TASK DETAILS: Return the lines below that carry the word "CmdResult".

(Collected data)
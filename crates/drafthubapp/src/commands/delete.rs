use crate::commands::{CmdMessage, CmdResult};
use crate::error::Result;
use crate::model::{DraftId, MutationStatus};
use crate::store::backend::BackingStore;
use crate::store::DraftStore;

/// Removing an id that does not exist is a warning, never an error.
pub async fn run<B: BackingStore>(store: &DraftStore<B>, id: DraftId) -> Result<CmdResult> {
    let mut result = CmdResult::default();
    match store.remove(id).await? {
        MutationStatus::Applied(draft) => {
            result.add_message(CmdMessage::success(format!(
                "Draft deleted ({}): {}",
                draft.id, draft.title
            )));
            result.affected_drafts.push(draft);
        }
        MutationStatus::Skipped(reason) => {
            result.add_message(CmdMessage::warning(format!("Nothing deleted: {}", reason)));
        }
    }
    Ok(result)
}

RESPONSE BOX:
use crate::commands::{CmdMessage, CmdResult};
pub async fn run<B: BackingStore>(store: &DraftStore<B>, id: DraftId) -> Result<CmdResult> {
    let mut result = CmdResult::default();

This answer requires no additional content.